### PROBLEM STATEMENT
Exactly the line with "LABEL_GAP, y), &style);" and the lines that follow it, through the closing line of the entries, should be restated, with nothing left out or added.

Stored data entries
————

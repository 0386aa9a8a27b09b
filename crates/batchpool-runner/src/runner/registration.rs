//! User registration work items.
//!
//! Each input record becomes one [`Registration`]: the record is checked for
//! the required fields and then handed to the [`UserStore`], which stands in
//! for the persistence layer and only assigns ids and logs the save.

use batchpool::{WorkContext, WorkItem};
use portable_atomic::{AtomicU64, Ordering};
use serde::{Deserialize, Serialize};
use std::sync::Arc;

/// A registration request as read from the input.
#[derive(Debug, Clone, PartialEq, Eq, Deserialize, Serialize)]
pub struct NewUser {
    #[serde(default)]
    pub name: String,
    #[serde(default)]
    pub email: String,
}

/// A saved user.
#[derive(Debug, Clone, PartialEq, Eq, Serialize)]
pub struct User {
    pub id: u64,
    pub name: String,
    pub email: String,
}

#[derive(Clone, Copy, thiserror::Error, Debug, PartialEq, Eq)]
pub enum RegistrationErrorKind {
    #[error("name cannot be empty")]
    EmptyName,
    #[error("email cannot be empty")]
    EmptyEmail,
}

/// A rejected record, tagged with its input line so the failure can be
/// traced back once it reaches the output.
#[derive(Clone, thiserror::Error, Debug, PartialEq, Eq)]
#[error("line {line}: {kind}")]
pub struct RegistrationError {
    pub line: usize,
    pub kind: RegistrationErrorKind,
}

impl NewUser {
    pub fn validate(&self) -> Result<(), RegistrationErrorKind> {
        if self.name.is_empty() {
            return Err(RegistrationErrorKind::EmptyName);
        }
        if self.email.is_empty() {
            return Err(RegistrationErrorKind::EmptyEmail);
        }
        Ok(())
    }
}

/// Assigns ids to saved users.
#[derive(Debug, Default)]
pub struct UserStore {
    last_id: AtomicU64,
}

impl UserStore {
    pub fn save(&self, user: NewUser) -> User {
        let id = self.last_id.fetch_add(1, Ordering::Relaxed) + 1;
        tracing::debug!(id, name = %user.name, email = %user.email, "Saving user");
        User {
            id,
            name: user.name,
            email: user.email,
        }
    }

    /// Number of users saved so far.
    pub fn saved(&self) -> u64 {
        self.last_id.load(Ordering::Relaxed)
    }
}

/// What a successful registration reports back.
#[derive(Debug, Clone, PartialEq, Eq, Serialize)]
pub struct Registered {
    pub line: usize,
    pub user: User,
}

/// Validates one record and saves it.
#[derive(Debug)]
pub struct Registration {
    line: usize,
    user: NewUser,
    store: Arc<UserStore>,
}

impl Registration {
    pub const fn new(line: usize, user: NewUser, store: Arc<UserStore>) -> Self {
        Self { line, user, store }
    }

    pub const fn line(&self) -> usize {
        self.line
    }
}

impl WorkItem for Registration {
    type Output = Registered;
    type Error = RegistrationError;

    fn execute(
        self,
        _ctx: WorkContext,
    ) -> impl Future<Output = Result<Registered, RegistrationError>> + Send {
        async move {
            let Self { line, user, store } = self;
            user.validate()
                .map_err(|kind| RegistrationError { line, kind })?;

            Ok(Registered {
                line,
                user: store.save(user),
            })
        }
    }
}

#[cfg(test)]
mod tests {
    use super::*;
    use batchpool::{JobFailure, WorkerPool};

    fn new_user(name: &str, email: &str) -> NewUser {
        NewUser {
            name: name.to_string(),
            email: email.to_string(),
        }
    }

    #[test]
    fn validation_rejects_empty_name_then_empty_email() {
        assert_eq!(new_user("Ada", "ada@example.com").validate(), Ok(()));
        assert_eq!(
            new_user("", "").validate(),
            Err(RegistrationErrorKind::EmptyName)
        );
        // Only a missing value is rejected, whitespace is kept as given.
        assert_eq!(new_user("  ", "ada@example.com").validate(), Ok(()));
        assert_eq!(
            new_user("Ada", "").validate(),
            Err(RegistrationErrorKind::EmptyEmail)
        );
    }

    #[test]
    fn missing_fields_deserialize_as_empty() -> anyhow::Result<()> {
        let user: NewUser = serde_json::from_str(r#"{"name":"Ada"}"#)?;
        assert_eq!(user, new_user("Ada", ""));
        Ok(())
    }

    #[test]
    fn store_assigns_sequential_ids() {
        let store = UserStore::default();
        assert_eq!(store.save(new_user("Ada", "ada@example.com")).id, 1);
        assert_eq!(store.save(new_user("Alan", "alan@example.com")).id, 2);
        assert_eq!(store.saved(), 2);
    }

    #[tokio::test(flavor = "multi_thread", worker_threads = 2)]
    async fn registrations_run_through_the_pool() -> anyhow::Result<()> {
        let store = Arc::new(UserStore::default());
        let pool = WorkerPool::<Registration>::new(2, 4, 4)?;
        pool.start()?;
        let mut results = pool.results()?;

        pool.submit(Registration::new(
            1,
            new_user("Ada", "ada@example.com"),
            Arc::clone(&store),
        ))
        .await?;
        pool.submit(Registration::new(2, new_user("Alan", ""), Arc::clone(&store)))
            .await?;
        pool.drain().await?;

        let mut registered = Vec::new();
        let mut failures = Vec::new();
        while let Some(outcome) = results.recv().await {
            match outcome.result {
                Ok(done) => registered.push(done),
                Err(failure) => failures.push(failure),
            }
        }

        assert_eq!(registered.len(), 1);
        assert_eq!(registered[0].line, 1);
        assert_eq!(registered[0].user.id, 1);
        assert_eq!(
            failures,
            vec![JobFailure::Failed {
                message: "line 2: email cannot be empty".to_string()
            }]
        );
        assert_eq!(store.saved(), 1);
        Ok(())
    }
}
use core::{fmt, future::Future};
use futures::future::BoxFuture;
use tokio_util::sync::{CancellationToken, WaitForCancellationFuture};

/// A unit of work that can be submitted to a [`WorkerPool`](crate::WorkerPool).
///
/// Ownership moves into the pool on submission and into the claiming worker
/// for the duration of [`execute`](WorkItem::execute). Items carry no worker
/// affinity: any idle worker may claim any item.
///
/// Returning `Err` (or panicking) does not harm the worker that ran the item.
/// The failure is captured into the item's [`Outcome`](crate::Outcome) and the
/// worker moves on to the next claim.
pub trait WorkItem: Send + 'static {
    /// Success payload delivered to the result consumer.
    type Output: Send + 'static;

    /// Failure description. Only its `Display` form reaches the consumer.
    type Error: fmt::Display + Send;

    /// Runs the item to completion.
    ///
    /// Implementations must not block indefinitely: a timeout policy, if any,
    /// belongs to the item. Long-running items may watch
    /// [`WorkContext::cancelled`] to finish early when the pool is stopped.
    fn execute(
        self,
        ctx: WorkContext,
    ) -> impl Future<Output = Result<Self::Output, Self::Error>> + Send;
}

/// Per-execution context handed to [`WorkItem::execute`].
#[derive(Debug, Clone)]
pub struct WorkContext {
    worker_id: usize,
    shutdown: CancellationToken,
}

impl WorkContext {
    pub(crate) const fn new(worker_id: usize, shutdown: CancellationToken) -> Self {
        Self {
            worker_id,
            shutdown,
        }
    }

    /// Index (`0..num_workers`) of the worker executing the item.
    pub const fn worker_id(&self) -> usize {
        self.worker_id
    }

    /// Returns `true` once the pool has been asked to stop.
    ///
    /// The pool never interrupts an item. This is a hint for items that can
    /// cut their work short.
    pub fn is_cancelled(&self) -> bool {
        self.shutdown.is_cancelled()
    }

    /// Resolves once the pool has been asked to stop.
    pub fn cancelled(&self) -> WaitForCancellationFuture<'_> {
        self.shutdown.cancelled()
    }
}

/// A type-erased work item built from an async closure.
///
/// `Job` lets a single pool run heterogeneous work as long as every job
/// agrees on the success and error types.
///
/// ```
/// use batchpool::{Job, WorkContext};
///
/// let job: Job<u64, String> = Job::new(|ctx: WorkContext| async move {
///     Ok(ctx.worker_id() as u64)
/// });
/// # drop(job);
/// ```
pub struct Job<T, E> {
    run: Box<dyn FnOnce(WorkContext) -> BoxFuture<'static, Result<T, E>> + Send>,
}

impl<T, E> Job<T, E> {
    pub fn new<F, Fut>(f: F) -> Self
    where
        F: FnOnce(WorkContext) -> Fut + Send + 'static,
        Fut: Future<Output = Result<T, E>> + Send + 'static,
    {
        Self {
            run: Box::new(move |ctx| Box::pin(f(ctx))),
        }
    }
}

impl<T, E> fmt::Debug for Job<T, E> {
    fn fmt(&self, f: &mut fmt::Formatter<'_>) -> fmt::Result {
        f.debug_struct("Job").finish_non_exhaustive()
    }
}

impl<T, E> WorkItem for Job<T, E>
where
    T: Send + 'static,
    E: fmt::Display + Send + 'static,
{
    type Output = T;
    type Error = E;

    fn execute(self, ctx: WorkContext) -> impl Future<Output = Result<T, E>> + Send {
        (self.run)(ctx)
    }
}
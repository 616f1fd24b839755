// File: crates/minichart-core/src/lib.rs
// Summary: Core library entry point; fallback bar/line/pie/doughnut charts drawn onto a host surface.

pub mod axes;
pub mod bar;
pub mod chart;
pub mod color;
pub mod config;
pub mod doughnut;
pub mod error;
pub mod geometry;
pub mod grid;
pub mod line;
pub mod placeholder;
pub mod recording;
pub mod render;
pub mod resize;
pub mod scale;
pub mod skia_surface;
pub mod surface;
pub mod telemetry;
pub mod text;
pub mod theme;
pub mod types;

pub use chart::{Chart, ChartBuilder};
pub use config::{ChartConfig, ChartData, ChartOptions, ChartType, ColorSpec, Cutout, Dataset};
pub use error::{ChartError, ChartResult};
pub use recording::{DrawLog, DrawOp, RecordingSurface};
pub use render::{render_config, render_surface, EmptyReason, RenderOptions, RenderOutcome};
pub use resize::{ResizeBus, ResizeEvent, Subscription};
pub use skia_surface::SkiaSurface;
pub use surface::{fit_surface, DrawContext, Surface};
pub use telemetry::init_default_tracing;
pub use theme::Theme;
pub use types::{Insets, LogicalSize, PixelSize};
// File: crates/minichart-core/src/axes.rs
// Summary: Shared axis furniture for bar and line charts: L-shaped frame, value gridlines
// with right-aligned labels, and thinned category labels.

use crate::geometry::Point;
use crate::grid::{format_tick, label_stride};
use crate::render::RenderOptions;
use crate::scale::{PlotArea, ValueScale};
use crate::surface::{DrawContext, TextAlign, TextBaseline, TextStyle};
use crate::types::CATEGORY_LABEL_BUDGET;

/// Gap between the plot edge and axis labels.
const LABEL_GAP: f32 = 6.0;
const RULE_WIDTH: f32 = 1.0;

/// Left and bottom borders of the plot area as one stroke.
pub fn draw_frame(ctx: &mut dyn DrawContext, area: &PlotArea, opts: &RenderOptions) {
    let corner = [
        Point::new(area.left(), area.top()),
        Point::new(area.left(), area.bottom()),
        Point::new(area.right(), area.bottom()),
    ];
    ctx.stroke_polyline(&corner, opts.theme.axis_line, RULE_WIDTH);
}

/// One horizontal gridline per tick, labelled in the left margin.
pub fn draw_value_grid(ctx: &mut dyn DrawContext, area: &PlotArea, scale: &ValueScale, ticks: &[f64], opts: &RenderOptions) {
    let style = TextStyle::new(opts.theme.tick_label_size, opts.theme.muted_text)
        .aligned(TextAlign::Right, TextBaseline::Middle);
    for &tick in ticks {
        let y = scale.to_px(tick);
        if opts.draw_labels {
            ctx.fill_text(&format_tick(tick), Point::new(area.left() - LABEL_GAP, y), &style);
        }
        ctx.stroke_polyline(&[Point::new(area.left(), y), Point::new(area.right(), y)], opts.theme.grid, RULE_WIDTH);
    }
}

/// Category labels under the bottom axis, every k-th only once past the display budget.
/// `x_of` must only be called for indices below `count`.
pub fn draw_category_labels(
    ctx: &mut dyn DrawContext,
    area: &PlotArea,
    labels: &[String],
    count: usize,
    x_of: impl Fn(usize) -> f32,
    opts: &RenderOptions,
) {
    if !opts.draw_labels {
        return;
    }
    let style = TextStyle::new(opts.theme.category_label_size, opts.theme.muted_text)
        .aligned(TextAlign::Center, TextBaseline::Top);
    let shown = count.min(labels.len());
    let y = area.bottom() + LABEL_GAP;
    for i in (0..shown).step_by(label_stride(count, CATEGORY_LABEL_BUDGET)) {
        ctx.fill_text(&labels[i], Point::new(x_of(i), y), &style);
    }
}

————

### ANSWER SPACE
            ctx.fill_text(&format_tick(tick), Point::new(area.left() - LABEL_GAP, y), &style);
        }
        ctx.stroke_polyline(&[Point::new(area.left(), y), Point::new(area.right(), y)], opts.theme.grid, RULE_WIDTH);
    }
}

/// Category labels under the bottom axis, every k-th only once past the display budget.
/// `x_of` must only be called for indices below `count`.
pub fn draw_category_labels(
    ctx: &mut dyn DrawContext,
    area: &PlotArea,
    labels: &[String],
    count: usize,
    x_of: impl Fn(usize) -> f32,
    opts: &RenderOptions,
) {
    if !opts.draw_labels {
        return;
    }
    let style = TextStyle::new(opts.theme.category_label_size, opts.theme.muted_text)
        .aligned(TextAlign::Center, TextBaseline::Top);
    let shown = count.min(labels.len());
    let y = area.bottom() + LABEL_GAP;
    for i in (0..shown).step_by(label_stride(count, CATEGORY_LABEL_BUDGET)) {
        ctx.fill_text(&labels[i], Point::new(x_of(i), y), &style);
    }
}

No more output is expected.